I have also added over 300 validation tests courtesy of JSONTestSuite. The tests are set up in three groups: the first are the tests that should pass, second are the tests that shouldn't pass, and third are the tests that may pass based on the json parser implementation.
This PR should resolve #118, resolve #131, resolve #137, resolve #158, resolve #163, resolve #177, resolve #178, and resolve #179.

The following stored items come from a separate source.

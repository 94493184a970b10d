// ABOUTME: Shopping list routes, filterable by week
// ABOUTME: Lists return unpurchased items first
//
// SPDX-License-Identifier: MIT OR Apache-2.0
// Copyright (c) 2025 Pierre Fitness Intelligence

use std::sync::Arc;

use axum::{
    extract::{Path, Query, State},
    http::StatusCode,
    response::{IntoResponse, Response},
    routing::get,
    Json, Router,
};

use super::WeekFilterQuery;
use crate::database::{CreateShopRequest, UpdateShopRequest};
use crate::errors::{AppError, AppJson};
use crate::mcp::resources::ServerResources;

/// Shopping list routes handler
pub struct ShopRoutes;

impl ShopRoutes {
    /// Create all shopping list routes
    pub fn routes(resources: Arc<ServerResources>) -> Router {
        Router::new()
            .route("/api/shops", get(Self::list_shops).post(Self::create_shop))
            .route(
                "/api/shops/:shop_id",
                get(Self::get_shop)
                    .put(Self::update_shop)
                    .delete(Self::delete_shop),
            )
            .with_state(resources)
    }

    async fn list_shops(
        State(resources): State<Arc<ServerResources>>,
        Query(query): Query<WeekFilterQuery>,
    ) -> Result<Response, AppError> {
        let shops = resources
            .database
            .shops()
            .list(query.week_id.as_deref(), query.limit)
            .await?;
        Ok((StatusCode::OK, Json(shops)).into_response())
    }

    async fn create_shop(
        State(resources): State<Arc<ServerResources>>,
        AppJson(request): AppJson<CreateShopRequest>,
    ) -> Result<Response, AppError> {
        let shop = resources.database.shops().create(&request).await?;
        Ok((StatusCode::CREATED, Json(shop)).into_response())
    }

    async fn get_shop(
        State(resources): State<Arc<ServerResources>>,
        Path(shop_id): Path<String>,
    ) -> Result<Response, AppError> {
        let shop = resources
            .database
            .shops()
            .get(&shop_id)
            .await?
            .ok_or_else(|| AppError::not_found(format!("Shopping item {shop_id}")))?;
        Ok((StatusCode::OK, Json(shop)).into_response())
    }

    async fn update_shop(
        State(resources): State<Arc<ServerResources>>,
        Path(shop_id): Path<String>,
        AppJson(request): AppJson<UpdateShopRequest>,
    ) -> Result<Response, AppError> {
        let shop = resources
            .database
            .shops()
            .update(&shop_id, &request)
            .await?
            .ok_or_else(|| AppError::not_found(format!("Shopping item {shop_id}")))?;
        Ok((StatusCode::OK, Json(shop)).into_response())
    }

    async fn delete_shop(
        State(resources): State<Arc<ServerResources>>,
        Path(shop_id): Path<String>,
    ) -> Result<Response, AppError> {
        if resources.database.shops().delete(&shop_id).await? {
            Ok(StatusCode::NO_CONTENT.into_response())
        } else {
            Err(AppError::not_found(format!("Shopping item {shop_id}")))
        }
    }
}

I believe this can also resolve #164 by being able to traverse the tokens by sibling.
This should be able to close PR #93, PR #102, PR #108, PR #166, PR #168, PR #172, PR #192, and PR #198.
I also plan on getting utf8 into here with a flag to enable or disable it as to avoid jsmn ballooning in size for small devices.
A strong set of permissive rules would be welcome to further refine my rules.